Power efficient coded 16-OQAM schemes over nonlinear transmitters

High power and spectral efficiencies are crucial on modern wireless communications. M-QAM (Quadrature Amplitude Modulation) modulations have been adopted on HSDPA (High Speed Downlink Packet Access) and satellite links, due his higher spectral efficiency. However, due to large envelope fluctuations levels, nonlinear operations such as an high power amplification are undesirable since can they lead to performance degradation and spectral widening. Nonlinearly coded M-OQAM (Offset Quadrature Amplitude Modulation) modulations can be viewed as a particular case of nonlinear OQPSK signals (Offset Quadrature Phase Shift Keying) when the pulse modulation is designed to take advantage from the nonlinear format.
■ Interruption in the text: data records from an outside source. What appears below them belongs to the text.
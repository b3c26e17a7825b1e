// Copyright 2025 eraflo
//
// Licensed under the Apache License, Version 2.0 (the "License");
// you may not use this file except in compliance with the License.
// You may obtain a copy of the License at
//
//     http://www.apache.org/licenses/LICENSE-2.0
//
// Unless required by applicable law or agreed to in writing, software
// distributed under the License is distributed on an "AS IS" BASIS,
// WITHOUT WARRANTIES OR CONDITIONS OF ANY KIND, either express or implied.
// See the License for the specific language governing permissions and
// limitations under the License.

//! Component fixtures shared by the lane integration tests.

#![allow(dead_code)]

use std::{any::Any, sync::Arc};

use anyhow::{bail, Context};
use vellum_core::{
    progress::NullProgress,
    scene::{EntityHandle, SceneBackend},
    Component,
};
use vellum_data::{AssetHandle, AssetStore, IdentityRegistry, LevelData, SceneWorld, TypeInfo, TypeRegistry, Value};
use vellum_lanes::{
    DecodeContext, DecodeEnv, DecodeReport, EncodeContext, EncodeOptions, GraphDecoder, GraphEncoder, SerializerPlugin,
    SerializerRegistry,
};

macro_rules! component {
    ($ty:ty, $name:literal) => {
        impl Component for $ty {
            fn type_name(&self) -> &'static str {
                $name
            }
            fn as_any(&self) -> &dyn Any {
                self
            }
            fn as_any_mut(&mut self) -> &mut dyn Any {
                self
            }
        }
    };
}

#[derive(Debug, Default, Clone, PartialEq)]
pub struct Transform {
    pub position: [f32; 3],
    pub label: String,
}
component!(Transform, "test::Transform");

#[derive(Debug, Default, Clone, PartialEq)]
pub struct Follower {
    pub target: Option<EntityHandle>,
    pub allies: Vec<Option<EntityHandle>>,
}
component!(Follower, "test::Follower");

#[derive(Debug, Default, Clone, PartialEq)]
pub struct Skin {
    pub mesh: Option<AssetHandle>,
}
component!(Skin, "test::Skin");

#[derive(Debug, Default, Clone, PartialEq)]
pub struct Score {
    pub points: i64,
}
component!(Score, "test::Score");

#[derive(Debug, Default, Clone, PartialEq)]
pub struct Boss {
    pub rage: i64,
}
component!(Boss, "test::Boss");

#[derive(Debug, Default, Clone, PartialEq)]
pub struct Cache {
    pub scratch: i64,
}
component!(Cache, "test::Cache");

#[derive(Debug, Default, Clone, PartialEq)]
pub struct Route {
    pub waypoints: Vec<EntityHandle>,
}
component!(Route, "test::Route");

#[derive(Debug, Default, Clone, PartialEq)]
pub struct Fragile {
    pub value: i64,
}
component!(Fragile, "test::Fragile");

pub fn types() -> Arc<TypeRegistry> {
    let registry = TypeRegistry::new()
        .with(
            TypeInfo::component::<Transform>("test::Transform")
                .field::<Transform>("position", |t| Value::Vec3(t.position), |t, v| {
                    v.as_vec3().map(|p| t.position = p).is_some()
                })
                .field::<Transform>("label", |t| Value::Text(t.label.clone()), |t, v| {
                    v.as_text().map(|s| t.label = s.to_string()).is_some()
                }),
        )
        .with(
            TypeInfo::component::<Follower>("test::Follower")
                .field::<Follower>("target", |f| Value::Entity(f.target), |f, v| {
                    v.as_entity().map(|e| f.target = e).is_some()
                })
                .field::<Follower>(
                    "allies",
                    |f| Value::List(f.allies.iter().map(|a| Value::Entity(*a)).collect()),
                    |f, v| match v.as_list() {
                        Some(items) => {
                            f.allies = items.iter().filter_map(Value::as_entity).collect();
                            true
                        }
                        None => false,
                    },
                ),
        )
        .with(
            TypeInfo::component::<Skin>("test::Skin").field::<Skin>("mesh", |s| Value::Asset(s.mesh.clone()), |s, v| {
                v.as_asset().map(|a| s.mesh = a).is_some()
            }),
        )
        .with(TypeInfo::component::<Score>("test::Score"))
        .with(TypeInfo::component::<Boss>("test::Boss").extends("test::Enemy"))
        .with(TypeInfo::named("test::Enemy"))
        .with(TypeInfo::component::<Cache>("test::Cache").do_not_serialize())
        .with(TypeInfo::component::<Route>("test::Route").implements("test::Pathing"))
        .with(TypeInfo::component::<Fragile>("test::Fragile"))
        .with(TypeInfo::named("test::Mesh").implements(vellum_lanes::ASSET_CAPABILITY));
    Arc::new(registry)
}

/// Stores `Score.points` as little-endian bytes.
pub struct ScorePlugin;

impl SerializerPlugin for ScorePlugin {
    fn name(&self) -> &'static str {
        "ScorePlugin"
    }

    fn serialize(&self, component: &dyn Component, _cx: &EncodeContext<'_>) -> anyhow::Result<Vec<u8>> {
        let score = component.as_any().downcast_ref::<Score>().context("not a score")?;
        Ok(score.points.to_le_bytes().to_vec())
    }

    fn deserialize(&self, data: &[u8], component: &mut dyn Component, _cx: &mut DecodeContext<'_>) -> anyhow::Result<()> {
        let score = component.as_any_mut().downcast_mut::<Score>().context("not a score")?;
        score.points = i64::from_le_bytes(data.try_into()?);
        Ok(())
    }
}

/// Serves the `test::Enemy` family: writes a fixed marker and a value.
pub struct EnemyPlugin;

impl SerializerPlugin for EnemyPlugin {
    fn name(&self) -> &'static str {
        "EnemyPlugin"
    }

    fn serialize(&self, component: &dyn Component, _cx: &EncodeContext<'_>) -> anyhow::Result<Vec<u8>> {
        let boss = component.as_any().downcast_ref::<Boss>().context("not a boss")?;
        let mut out = vec![0xE0];
        out.extend_from_slice(&boss.rage.to_le_bytes());
        Ok(out)
    }

    fn deserialize(&self, data: &[u8], component: &mut dyn Component, _cx: &mut DecodeContext<'_>) -> anyhow::Result<()> {
        let boss = component.as_any_mut().downcast_mut::<Boss>().context("not a boss")?;
        if data.first() != Some(&0xE0) {
            bail!("missing enemy marker");
        }
        boss.rage = i64::from_le_bytes(data[1..].try_into()?);
        Ok(())
    }
}

/// Writes waypoint ids and resolves them directly, relying on being decoded
/// only once every entity exists.
pub struct RoutePlugin;

impl SerializerPlugin for RoutePlugin {
    fn name(&self) -> &'static str {
        "RoutePlugin"
    }

    fn serialize(&self, component: &dyn Component, cx: &EncodeContext<'_>) -> anyhow::Result<Vec<u8>> {
        let route = component.as_any().downcast_ref::<Route>().context("not a route")?;
        let ids: Vec<String> = route
            .waypoints
            .iter()
            .filter_map(|w| cx.identity.id_of(*w).map(str::to_string))
            .collect();
        Ok(ids.join(",").into_bytes())
    }

    fn deserialize(&self, data: &[u8], component: &mut dyn Component, cx: &mut DecodeContext<'_>) -> anyhow::Result<()> {
        let route = component.as_any_mut().downcast_mut::<Route>().context("not a route")?;
        let text = std::str::from_utf8(data)?;
        route.waypoints = text
            .split(',')
            .filter(|s| !s.is_empty())
            .map(|id| cx.identity.lookup(id).with_context(|| format!("waypoint '{id}' missing")))
            .collect::<anyhow::Result<_>>()?;
        Ok(())
    }

    fn defers_mutation(&self) -> bool {
        true
    }
}

/// Always fails to decode.
pub struct FragilePlugin;

impl SerializerPlugin for FragilePlugin {
    fn name(&self) -> &'static str {
        "FragilePlugin"
    }

    fn serialize(&self, _component: &dyn Component, _cx: &EncodeContext<'_>) -> anyhow::Result<Vec<u8>> {
        Ok(vec![1])
    }

    fn deserialize(&self, _data: &[u8], _component: &mut dyn Component, _cx: &mut DecodeContext<'_>) -> anyhow::Result<()> {
        bail!("corrupt record")
    }
}

pub fn serializers(types: Arc<TypeRegistry>) -> SerializerRegistry {
    let mut registry = SerializerRegistry::with_declarations(types);
    registry.register("test::Score", ScorePlugin);
    registry.register("test::Enemy", EnemyPlugin);
    registry.register("test::Pathing", RoutePlugin);
    registry.register("test::Fragile", FragilePlugin);
    registry
}

/// Bundles everything an encode/decode round trip needs.
pub struct Harness {
    pub types: Arc<TypeRegistry>,
    pub serializers: SerializerRegistry,
    pub assets: AssetStore,
}

impl Harness {
    pub fn new() -> Self {
        let types = types();
        Self {
            serializers: serializers(types.clone()),
            types,
            assets: AssetStore::new(),
        }
    }

    pub fn world(&self, level: &str) -> SceneWorld {
        SceneWorld::new(level, self.types.clone())
    }

    pub fn encode(&self, scene: &mut SceneWorld, identity: &mut IdentityRegistry) -> LevelData {
        self.encode_with(scene, identity, EncodeOptions::default())
    }

    pub fn encode_with(
        &self,
        scene: &mut SceneWorld,
        identity: &mut IdentityRegistry,
        options: EncodeOptions<'_>,
    ) -> LevelData {
        GraphEncoder::new(&self.serializers, &self.assets)
            .encode(scene, identity, options, &NullProgress)
            .expect("encode succeeds")
    }

    pub fn decode(
        &self,
        data: LevelData,
        scene: &mut SceneWorld,
        identity: &mut IdentityRegistry,
        delete_unmatched: bool,
    ) -> DecodeReport {
        let mut decoder = GraphDecoder::new(data, delete_unmatched);
        self.run(&mut decoder, scene, identity)
    }

    pub fn run(&self, decoder: &mut GraphDecoder, scene: &mut SceneWorld, identity: &mut IdentityRegistry) -> DecodeReport {
        let mut env = DecodeEnv {
            scene,
            identity,
            serializers: &self.serializers,
            assets: &self.assets,
            progress: &NullProgress,
        };
        decoder.run_to_completion(&mut env)
    }
}

/// The entity bound to an id, asserting that it is alive.
pub fn live(scene: &SceneWorld, identity: &IdentityRegistry, id: &str) -> EntityHandle {
    let entity = identity.lookup(id).unwrap_or_else(|| panic!("'{id}' is not bound"));
    assert!(scene.is_alive(entity), "'{id}' is dead");
    entity
}
// Copyright 2025 eraflo
//
// Licensed under the Apache License, Version 2.0 (the "License");
// you may not use this file except in compliance with the License.
// You may obtain a copy of the License at
//
//     http://www.apache.org/licenses/LICENSE-2.0
//
// Unless required by applicable law or agreed to in writing, software
// distributed under the License is distributed on an "AS IS" BASIS,
// WITHOUT WARRANTIES OR CONDITIONS OF ANY KIND, either express or implied.
// See the License for the specific language governing permissions and
// limitations under the License.

//! # Lane Abstraction
//!
//! A **Lane** is a swappable processing strategy. The snapshot engine has three
//! kinds: the graph encoder, the graph decoder, and the envelope codec. Each is
//! identified by a versioned strategy name that ends up in logs. How a codec
//! reads stored bytes back is decided by the properties in the envelope header,
//! not by this name.

use std::fmt;

/// Classification of lane types. The snapshot agent checks it before
/// installing a lane in a slot.
#[derive(Debug, Clone, Copy, PartialEq, Eq, Hash)]
pub enum LaneKind {
    /// Live scene to snapshot.
    Encode,
    /// Snapshot to live scene.
    Decode,
    /// Snapshot bytes to stored form (compression, text).
    Envelope,
}

impl fmt::Display for LaneKind {
    fn fmt(&self, f: &mut fmt::Formatter<'_>) -> fmt::Result {
        match self {
            LaneKind::Encode => write!(f, "Encode"),
            LaneKind::Decode => write!(f, "Decode"),
            LaneKind::Envelope => write!(f, "Envelope"),
        }
    }
}

/// The common interface shared by all lane types.
pub trait Lane {
    /// A unique, versioned name for the strategy, e.g. `"VL_DEFLATE_V1"`.
    fn strategy_name(&self) -> &'static str;

    /// The kind of work this lane performs.
    fn lane_kind(&self) -> LaneKind;
}
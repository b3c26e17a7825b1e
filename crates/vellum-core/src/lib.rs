// Copyright 2025 eraflo
//
// Licensed under the Apache License, Version 2.0 (the "License");
// you may not use this file except in compliance with the License.
// You may obtain a copy of the License at
//
//     http://www.apache.org/licenses/LICENSE-2.0
//
// Unless required by applicable law or agreed to in writing, software
// distributed under the License is distributed on an "AS IS" BASIS,
// WITHOUT WARRANTIES OR CONDITIONS OF ANY KIND, either express or implied.
// See the License for the specific language governing permissions and
// limitations under the License.

//! # Vellum Core
//!
//! Foundational crate containing the traits, core types, and interface contracts
//! of the snapshot engine. Nothing in here knows how a snapshot is laid out; it
//! only describes the live scene the engine talks to and the collaborators
//! (storage, compression, progress reporting) it is handed.

#![warn(missing_docs)]

pub mod codec;
pub mod component;
pub mod event;
pub mod lane;
pub mod progress;
pub mod scene;
pub mod storage;

pub use component::Component;
pub use progress::ProgressSink;
pub use scene::{ComponentId, EntityHandle, IdentityRole, IdentityTag, SceneBackend};
pub use storage::KeyValueStore;
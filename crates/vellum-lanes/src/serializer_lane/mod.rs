// Copyright 2025 eraflo
//
// Licensed under the Apache License, Version 2.0 (the "License");
// you may not use this file except in compliance with the License.
// You may obtain a copy of the License at
//
//     http://www.apache.org/licenses/LICENSE-2.0
//
// Unless required by applicable law or agreed to in writing, software
// distributed under the License is distributed on an "AS IS" BASIS,
// WITHOUT WARRANTIES OR CONDITIONS OF ANY KIND, either express or implied.
// See the License for the specific language governing permissions and
// limitations under the License.

//! Defines the serializer plugin contract and the registry that picks a plugin
//! for every component type.
//!
//! The core of this module is the [`SerializerPlugin`] trait. A plugin turns one
//! component into an opaque payload and back. The [`SerializerRegistry`] walks
//! an ordered list of resolution strategies (exact type, supertype chain,
//! capability) and falls back to the [`ReflectiveSerializer`], which stores the
//! fields described by the type registry.

mod declarations;
mod reflective;
mod registry;

pub use declarations::{SerializerDeclaration, ASSET_CAPABILITY};
pub use reflective::{live_value, stored_value, ReflectiveSerializer, StoredField};
pub use registry::{CapabilityMatch, ExactType, PluginTable, ResolutionStrategy, SerializerRegistry, SupertypeChain};

use std::any::Any;

use vellum_core::{scene::ComponentId, Component};
use vellum_data::{AssetStore, IdentityRegistry, TypeRegistry};

use crate::fixup_lane::FixupQueue;

/// Everything a plugin may consult while encoding one component.
pub struct EncodeContext<'a> {
    /// Maps referenced entities to their persistent ids.
    pub identity: &'a IdentityRegistry,
    /// Makes registered assets addressable by reference.
    pub assets: &'a AssetStore,
    /// The type descriptors.
    pub types: &'a TypeRegistry,
    /// The registry that resolved this plugin; consulted for nested values.
    pub serializers: &'a SerializerRegistry,
    /// The persistent id of the owning entity.
    pub entity_id: &'a str,
}

/// Everything a plugin may consult while decoding one component.
///
/// Entity references cannot be resolved yet while components are being
/// decoded; plugins push them onto `fixups` instead.
pub struct DecodeContext<'a> {
    /// The identity registry, as rebuilt so far.
    pub identity: &'a IdentityRegistry,
    /// Resolves asset references.
    pub assets: &'a AssetStore,
    /// The type descriptors.
    pub types: &'a TypeRegistry,
    /// The deferred reference queue of the running decode.
    pub fixups: &'a mut FixupQueue,
    /// The component being decoded.
    pub component: ComponentId,
    /// The persistent id of the owning entity.
    pub entity_id: &'a str,
}

/// A serializer for one family of component types.
///
/// Implementations must be stateless with respect to a single call: all the
/// state they need arrives through the context.
pub trait SerializerPlugin: Send + Sync {
    /// A human-readable name, for logs.
    fn name(&self) -> &'static str;

    /// Encodes a component into an opaque payload.
    fn serialize(&self, component: &dyn Component, cx: &EncodeContext<'_>) -> anyhow::Result<Vec<u8>>;

    /// Decodes a payload into an existing, default-constructed component.
    fn deserialize(
        &self,
        data: &[u8],
        component: &mut dyn Component,
        cx: &mut DecodeContext<'_>,
    ) -> anyhow::Result<()>;

    /// Per-instance predicate: returning `false` makes the caller store a
    /// reference (or nothing) instead of the instance's contents.
    fn can_serialize(&self, _instance: &dyn Any) -> bool {
        true
    }

    /// Plugins whose decoding must observe the fully rebuilt graph return
    /// `true`; their records are decoded during the fixup phase.
    fn defers_mutation(&self) -> bool {
        false
    }
}
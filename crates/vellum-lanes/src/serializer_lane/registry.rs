// Copyright 2025 eraflo
//
// Licensed under the Apache License, Version 2.0 (the "License");
// you may not use this file except in compliance with the License.
// You may obtain a copy of the License at
//
//     http://www.apache.org/licenses/LICENSE-2.0
//
// Unless required by applicable law or agreed to in writing, software
// distributed under the License is distributed on an "AS IS" BASIS,
// WITHOUT WARRANTIES OR CONDITIONS OF ANY KIND, either express or implied.
// See the License for the specific language governing permissions and
// limitations under the License.

use std::{collections::HashMap, sync::Arc};

use vellum_data::{Asset, TypeRegistry};

use super::{ReflectiveSerializer, SerializerDeclaration, SerializerPlugin};

/// Registered plugins, keyed by the type name or capability they serve.
pub type PluginTable = HashMap<String, Arc<dyn SerializerPlugin>>;

/// One step of serializer resolution.
pub trait ResolutionStrategy: Send + Sync {
    /// A short name for logs.
    fn name(&self) -> &'static str;

    /// Returns the plugin this strategy picks for the type, if any.
    fn resolve(
        &self,
        type_name: &str,
        types: &TypeRegistry,
        plugins: &PluginTable,
    ) -> Option<Arc<dyn SerializerPlugin>>;
}

/// Picks a plugin registered for the exact type name.
pub struct ExactType;

impl ResolutionStrategy for ExactType {
    fn name(&self) -> &'static str {
        "exact"
    }

    fn resolve(&self, type_name: &str, _types: &TypeRegistry, plugins: &PluginTable) -> Option<Arc<dyn SerializerPlugin>> {
        plugins.get(type_name).cloned()
    }
}

/// Picks the plugin of the nearest supertype that has one.
pub struct SupertypeChain;

impl ResolutionStrategy for SupertypeChain {
    fn name(&self) -> &'static str {
        "supertype"
    }

    fn resolve(&self, type_name: &str, types: &TypeRegistry, plugins: &PluginTable) -> Option<Arc<dyn SerializerPlugin>> {
        types
            .supertype_chain(type_name)
            .into_iter()
            .find_map(|supertype| plugins.get(supertype).cloned())
    }
}

/// Picks the plugin of the first capability the type implements.
pub struct CapabilityMatch;

impl ResolutionStrategy for CapabilityMatch {
    fn name(&self) -> &'static str {
        "capability"
    }

    fn resolve(&self, type_name: &str, types: &TypeRegistry, plugins: &PluginTable) -> Option<Arc<dyn SerializerPlugin>> {
        types
            .capabilities_of(type_name)
            .into_iter()
            .find_map(|capability| plugins.get(capability).cloned())
    }
}

/// Resolves the serializer plugin of every component type.
///
/// Resolution is a pure function of the registered plugins and the type
/// registry: custom strategies are tried in order, then the reflective default
/// applies to every known type that did not opt out of serialization.
pub struct SerializerRegistry {
    types: Arc<TypeRegistry>,
    plugins: PluginTable,
    strategies: Vec<Box<dyn ResolutionStrategy>>,
    fallback: Arc<dyn SerializerPlugin>,
}

impl SerializerRegistry {
    /// Creates a registry with the built-in strategies and no plugins.
    pub fn new(types: Arc<TypeRegistry>) -> Self {
        Self {
            types,
            plugins: PluginTable::new(),
            strategies: vec![Box::new(ExactType), Box::new(SupertypeChain), Box::new(CapabilityMatch)],
            fallback: Arc::new(ReflectiveSerializer),
        }
    }

    /// Creates a registry and registers every plugin declared with `inventory`.
    pub fn with_declarations(types: Arc<TypeRegistry>) -> Self {
        let mut registry = Self::new(types);
        for declaration in inventory::iter::<SerializerDeclaration> {
            let plugin: Arc<dyn SerializerPlugin> = Arc::from((declaration.build)());
            for target in declaration.serializes {
                registry.register_shared(*target, plugin.clone());
            }
        }
        log::debug!("Serializer registry built with {} declared plugin targets", registry.plugins.len());
        registry
    }

    /// Registers a plugin for a type name or capability.
    pub fn register(&mut self, target: impl Into<String>, plugin: impl SerializerPlugin + 'static) {
        self.register_shared(target, Arc::new(plugin));
    }

    /// Registers an already shared plugin for a type name or capability.
    pub fn register_shared(&mut self, target: impl Into<String>, plugin: Arc<dyn SerializerPlugin>) {
        let target = target.into();
        if let Some(previous) = self.plugins.insert(target.clone(), plugin) {
            log::warn!("Serializer '{}' for '{}' was replaced", previous.name(), target);
        }
    }

    /// Appends a resolution strategy, tried after the built-in ones.
    pub fn push_strategy(&mut self, strategy: Box<dyn ResolutionStrategy>) {
        self.strategies.push(strategy);
    }

    /// The type descriptors the registry resolves against.
    pub fn types(&self) -> &TypeRegistry {
        &self.types
    }

    /// A shared handle to the type descriptors.
    pub fn types_arc(&self) -> Arc<TypeRegistry> {
        self.types.clone()
    }

    /// Resolves a custom plugin only, without the reflective default.
    pub fn resolve_custom(&self, type_name: &str) -> Option<Arc<dyn SerializerPlugin>> {
        self.strategies.iter().find_map(|strategy| {
            let found = strategy.resolve(type_name, &self.types, &self.plugins);
            if found.is_some() {
                log::trace!("'{}' resolved by the {} strategy", type_name, strategy.name());
            }
            found
        })
    }

    /// Resolves the plugin for a type. Returns `None` for unknown types and for
    /// types marked do-not-serialize.
    pub fn resolve(&self, type_name: &str) -> Option<Arc<dyn SerializerPlugin>> {
        if let Some(plugin) = self.resolve_custom(type_name) {
            return Some(plugin);
        }
        match self.types.get(type_name) {
            Some(info) if !info.is_do_not_serialize() => Some(self.fallback.clone()),
            _ => None,
        }
    }

    /// Whether the contents of an asset may be written inline.
    pub fn allows_inline(&self, asset: &Asset) -> bool {
        match self.resolve_custom(&asset.type_name) {
            Some(plugin) => plugin.can_serialize(asset),
            None => !asset.builtin,
        }
    }
}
In this paper we present nonlinearly encoded 16-OQAM schemes, based on two nonlinear OQPSK signals, designed to allow higher amplification efficiencies due its robustness against nonlinear distortions. The proposed approach assures an higher robustness against nonlinear effects, namely spectral regrowth and performance degradation. The consequences are improved performances over several drive operations of nonlinear amplifiers and a better compromise between bandwidth and power efficiencies. As we can see further the posted simulation results support our assumptions.